Friday, October 24, 2014

It isn't "terrorism", its mental illness

What Canada should always remember about Wednesday was the courage of our politicians -- hearing a fusillade of gunfire right outside their meeting room, they armed themselves with flagpoles and prepared to defend Parliament and their colleagues against what they must have believed at the time to be an invading force.
But to me, it inflates the importance and significance of Wednesday's attack in Ottawa to continue to call it "terrorism" or even "micro-terrorism".
It actually appears to be an almost-random outburst by a mentally ill man.
While Michael Zehaf-Bibeau may well have thought of himself as an "ISIS terrorist", the attack he made was apparently not planned out in any particular fashion nor was it pointed towards any real goal -- according to the Globe and Mail, he first shot an unarmed soldier who was out in the open, standing still, then he ran crazily down the street, hijacked a car, drove to the Centre Block, and ran inside the Parliament Building. If he was thinking to shoot up the caucus meetings or kill politicians, he didn't even seem to know exactly where they were, apparently running right past the caucus meeting rooms before he was shot down.
Even if he was wearing a ghutra, this doesn't make it terrorism; its mental illness.
Rather than worrying too much about terrorism in Canada, we would do better to make sure a person this delusional doesn't have access to a rifle.
Oh, wait...
As Montreal Simon says about both this attack and the running down of two soldiers in Quebec:
For the day we allow some deranged gunman, or some ISIS wannabe from small town Quebec, or just two pathetic losers like these...To scare us, and change our Canadian way of life, is the day we lose our last shred of self respect.
It's the day the crazies WIN.

Saturday, October 18, 2014

Saskatoon snatches defeat from the jaws of victory UPDATE: lockout is over!

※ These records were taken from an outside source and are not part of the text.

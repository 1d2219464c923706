// src/noyau/variable.rs
//
// Variable = cellule scalaire nommée, partagée par Arc.
// Le partage se fait par identité (même Arc), jamais par nom.
//
// Lecture/écriture : un AtomicU64 (bits f64), ordre Relaxed.
// Aucune autre synchronisation : c’est à l’appelant de sérialiser ses écritures.

use std::fmt;
use std::sync::atomic::{AtomicU64, Ordering};
use std::sync::Arc;

use super::erreur::{Error, Result};

/// Valeur fournie par l’hôte à chaque lecture.
pub type Source = Arc<dyn Fn() -> f64 + Send + Sync>;

enum Cell {
    Mutable(AtomicU64),
    Computed(Source),
    Constant(f64),
}

pub struct Variable {
    name: String,
    cell: Cell,
}

impl Variable {
    pub fn mutable(name: impl Into<String>, value: f64) -> Arc<Self> {
        Arc::new(Self {
            name: name.into(),
            cell: Cell::Mutable(AtomicU64::new(value.to_bits())),
        })
    }

    pub fn computed(name: impl Into<String>, source: impl Fn() -> f64 + Send + Sync + 'static) -> Arc<Self> {
        Arc::new(Self {
            name: name.into(),
            cell: Cell::Computed(Arc::new(source)),
        })
    }

    pub fn constant(name: impl Into<String>, value: f64) -> Arc<Self> {
        Arc::new(Self {
            name: name.into(),
            cell: Cell::Constant(value),
        })
    }

    pub fn name(&self) -> &str {
        &self.name
    }

    pub fn value(&self) -> f64 {
        match &self.cell {
            Cell::Mutable(bits) => f64::from_bits(bits.load(Ordering::Relaxed)),
            Cell::Computed(source) => source(),
            Cell::Constant(v) => *v,
        }
    }

    pub fn is_mutable(&self) -> bool {
        matches!(self.cell, Cell::Mutable(_))
    }

    pub fn is_constant(&self) -> bool {
        matches!(self.cell, Cell::Constant(_))
    }

    /// Écriture visible par tous les noeuds qui partagent cette cellule.
    pub fn set(&self, value: f64) -> Result<()> {
        match &self.cell {
            Cell::Mutable(bits) => {
                bits.store(value.to_bits(), Ordering::Relaxed);
                Ok(())
            }
            Cell::Computed(_) | Cell::Constant(_) => Err(Error::ReadOnly {
                name: self.name.clone(),
            }),
        }
    }

    /// Écriture sans erreur : ignorée hors des variables mutables.
    pub(crate) fn assign(&self, value: f64) {
        if let Cell::Mutable(bits) = &self.cell {
            bits.store(value.to_bits(), Ordering::Relaxed);
        }
    }
}

impl fmt::Debug for Variable {
    fn fmt(&self, f: &mut fmt::Formatter<'_>) -> fmt::Result {
        let kind = match self.cell {
            Cell::Mutable(_) => "mutable",
            Cell::Computed(_) => "calculée",
            Cell::Constant(_) => "constante",
        };
        write!(f, "{}({kind}) = {}", self.name, self.value())
    }
}

/// Même cellule (identité) ?
pub fn same_cell(a: &Arc<Variable>, b: &Arc<Variable>) -> bool {
    Arc::ptr_eq(a, b)
}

So you might think that the reluctant LRB ruling both the transit lockout and the pension bylaw illegal would have provided the Saskatoon civic administration with a great opportunity to rethink their whole strategy with this labour dispute, and come up with something that would work better.
But you would be wrong!
The city strategy of trying to starve the bus drivers into an agreement was never going to work, and now it is in tatters -- the drivers know they will eventually get their back pay for the 27 days the strike has lasted so far.  But the union was so happy about the LRB ruling, that the drivers would have cheerfully gone back to work without an agreement, and they would not have dared to go on strike.
So the city could have jumped at the opportunity to get everyone on board with the obvious way to end this dispute -- the same pension changes as everyone else, a slightly higher percentage increase than the rest of the city unions got, but with a longer contract to justify the difference. There, done!
But no.
Clearly, the city was in the wrong with this lockout, and that what the LRB ruled, but the powers that be in the city administration just couldn't accept "losing".
They doubled down by immediately issuing a new lockout notice to the transit union.
“My first thought is ‘Oh my goodness, they’re going to do this to the citizens of Saskatoon again,’ ” ATU local 615 president Jim Yakubowski told reporters outside City Hall Saturday morning. “They don’t deserve that, nor do our members deserve this.”
And the people are furious:







I don't know how this will end now, but it isn't going to be pretty.
UPDATE: Wiser, or cooler, heads have prevailed.
City Council held an emergency meeting this afternoon and voted unanimously to tell the city administration to lift the lockout.  So the buses are back as of 6 am on Monday morning.  Hooray!

Tuesday, October 14, 2014

Oh, the humanity

Happy thanksgiving everyone, though somewhat belated.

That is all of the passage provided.